Segment Start: Information given

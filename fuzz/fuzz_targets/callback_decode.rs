#![no_main]

use libfuzzer_sys::fuzz_target;
use report_ledger::codec::{decode_count, decode_report, MAX_CATEGORY_LEN, MAX_FIELD_LEN};
use soroban_sdk::{Bytes, Env};

// Arbitrary oracle payloads must decode or fail with an error, never trap.
fuzz_target!(|data: &[u8]| {
    let env = Env::default();
    let cleartexts = Bytes::from_slice(&env, data);

    if let Ok(fields) = decode_report(&env, &cleartexts) {
        assert!(fields.title.len() <= MAX_FIELD_LEN);
        assert!(fields.body.len() <= MAX_FIELD_LEN);
        assert!(fields.category.len() <= MAX_CATEGORY_LEN);
        // Three headers plus three bodies must fit in the input.
        let framed = 12 + fields.title.len() + fields.body.len() + fields.category.len();
        assert!(framed as usize <= data.len());
    }

    if let Ok(count) = decode_count(&cleartexts) {
        assert!(data.len() >= 12);
        assert_eq!(&data[4..12], &count.to_be_bytes());
    }
});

Segment End: Information given

**Exercise brief**
Which lines of the material contain the string "body"? List each of them.

**Finished task**
        assert!(fields.body.len() <= MAX_FIELD_LEN);
        let framed = 12 + fields.title.len() + fields.body.len() + fields.category.len();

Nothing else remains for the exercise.